Malware Installed in Asus Computers through Hacked Update Process
Kaspersky Labs is reporting on a new supply chain attack they call “Shadowhammer.”
In January 2019, we discovered a sophisticated supply chain attack involving the ASUS Live Update Utility. The attack took place between June and November 2018 and according to our telemetry, it affected a large number of users.
[…]
The goal of the attack was to surgically target an unknown pool of users, which were identified by their network adapters’ MAC addresses. To achieve this, the attackers had hardcoded a list of MAC addresses in the trojanized samples and this list was used to identify the actual intended targets of this massive operation. We were able to extract more than 600 unique MAC addresses from over 200 samples used in this attack. Of course, there might be other samples out there with different MAC addresses in their list.

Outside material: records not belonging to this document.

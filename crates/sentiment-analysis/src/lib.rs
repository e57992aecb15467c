use analysis_core::SentimentModel;
use std::collections::{HashMap, HashSet};

pub mod aggregator;
pub use aggregator::SentimentAggregator;

const NEGATION_WORDS: &[&str] = &[
    "not", "no", "never", "don't", "doesn't", "didn't", "isn't", "aren't",
    "wasn't", "weren't", "won't", "wouldn't", "couldn't", "shouldn't", "hardly",
    "barely", "neither", "nor", "without",
];

const NEGATION_WINDOW: usize = 3;

/// A negated word keeps half its strength with the opposite sign.
const NEGATION_FACTOR: f64 = -0.5;

const POSITIVE_WORDS: &[(&str, f64)] = &[
    ("great", 0.8), ("excellent", 1.0), ("good", 0.7), ("best", 1.0),
    ("strong", 0.5), ("positive", 0.5), ("success", 0.6), ("successful", 0.7),
    ("growth", 0.5), ("gain", 0.5), ("gains", 0.5), ("profit", 0.5),
    ("profitable", 0.6), ("record", 0.4), ("rise", 0.4), ("increase", 0.4),
    ("increased", 0.4), ("surge", 0.7), ("rally", 0.6), ("bullish", 0.7),
    ("upgrade", 0.6), ("approved", 0.5), ("approval", 0.5), ("beat", 0.5),
    ("exceed", 0.6), ("outperform", 0.7), ("robust", 0.6), ("recovery", 0.4),
    ("expansion", 0.4), ("dividend", 0.4), ("bonus", 0.5), ("buyback", 0.4),
    ("upside", 0.5), ("optimistic", 0.6), ("improved", 0.5), ("improvement", 0.5),
];

const NEGATIVE_WORDS: &[(&str, f64)] = &[
    ("bad", -0.7), ("poor", -0.6), ("worst", -1.0), ("weak", -0.5),
    ("negative", -0.5), ("loss", -0.6), ("losses", -0.6), ("decline", -0.5),
    ("declined", -0.5), ("decrease", -0.4), ("fall", -0.4), ("drop", -0.4),
    ("plunge", -0.8), ("crash", -0.9), ("bearish", -0.7), ("downgrade", -0.6),
    ("miss", -0.5), ("fail", -0.7), ("failed", -0.7), ("failure", -0.7),
    ("disappoint", -0.6), ("concern", -0.4), ("risk", -0.3), ("warning", -0.5),
    ("penalty", -0.6), ("fine", -0.3), ("fined", -0.6), ("suspended", -0.7),
    ("suspension", -0.7), ("default", -0.8), ("bankruptcy", -1.0), ("lawsuit", -0.6),
    ("investigation", -0.5), ("layoff", -0.6), ("dilution", -0.4), ("delisted", -0.8),
];

/// Word-list polarity model.
///
/// Polarity is the mean strength of the lexicon words found in the text,
/// with negations within three words flipping and halving a word.
/// Text without lexicon words scores 0.
pub struct LexiconSentimentModel {
    lexicon: HashMap<&'static str, f64>,
    negations: HashSet<&'static str>,
}

impl LexiconSentimentModel {
    pub fn new() -> Self {
        let lexicon = POSITIVE_WORDS
            .iter()
            .chain(NEGATIVE_WORDS.iter())
            .copied()
            .collect();

        Self {
            lexicon,
            negations: NEGATION_WORDS.iter().copied().collect(),
        }
    }

    fn tokenize(text: &str) -> Vec<String> {
        text.to_lowercase()
            .split(|c: char| c.is_whitespace() || matches!(c, ',' | ';' | '.' | '!' | '?' | ':' | '(' | ')' | '"'))
            .filter(|w| !w.is_empty())
            .map(str::to_string)
            .collect()
    }
}

impl SentimentModel for LexiconSentimentModel {
    fn polarity(&self, text: &str) -> f64 {
        let words = Self::tokenize(text);

        let negation_positions: Vec<usize> = words
            .iter()
            .enumerate()
            .filter(|(_, w)| self.negations.contains(w.as_str()))
            .map(|(i, _)| i)
            .collect();

        let mut total = 0.0;
        let mut matched = 0usize;

        for (i, word) in words.iter().enumerate() {
            let Some(&strength) = self.lexicon.get(word.as_str()) else {
                continue;
            };

            let negated = negation_positions
                .iter()
                .any(|&neg_pos| neg_pos < i && (i - neg_pos) <= NEGATION_WINDOW);

            total += if negated { strength * NEGATION_FACTOR } else { strength };
            matched += 1;
        }

        if matched == 0 {
            return 0.0;
        }
        (total / matched as f64).clamp(-1.0, 1.0)
    }
}

impl Default for LexiconSentimentModel {
    fn default() -> Self {
        Self::new()
    }
}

We believe this to be a very sophisticated supply chain attack, which matches or even surpasses the Shadowpad and the CCleaner incidents in complexity and techniques. The reason that it stayed undetected for so long is partly due to the fact that the trojanized updaters were signed with legitimate certificates (eg: “ASUSTeK Computer Inc.”). The malicious updaters were hosted on the official liveupdate01s.asus[.]com and liveupdate01.asus[.]com ASUS update servers.
The sophistication of the attack leads to the speculation that a nation-state—and one of the cyber powers—is responsible.
As I have previously written, supply chain security is “an incredibly complex problem.” These attacks co-opt the very mechanisms we need to trust for our security. And the international nature of our industry results in an array of vulnerabilities that are very hard to secure.
Kim Zetter has a really good article on this. Check if your computer is infected here, or use this diagnostic tool from Asus.
Another news article.
JonKnowsNothing • March 28, 2019 9:24 AM
There are at least 2 groups interested in grabbing access to products going into mass market
Attacking supply systems is a long standing military objective. It’s a very refined attack system and JIT made it super easy to do.
Trying to explain to people that just because it says XXX or the LED is green or it is in shrink wrap does not mean it really is XXX or the system is not failing or it’s not been rewrapped, this doesn’t seem to connect the dots for them.
While this concerns technology attacks, the same goes for consumer goods and foods. Faked Virgin Olive Oil, prohibited products in foods, mislabeled items, rewrapped meats. It’s old hat and well known.
For every bar we place to prevent redirection, it is only as good as the implementation. The system that permits an Updater to update malware or badware or crapware is useful for Group 1. They do it regularly. They are not going to allow the necessary changes. Or at least not until a whole lot of folks refuse Dragonfly work projects and the companies that profit from them.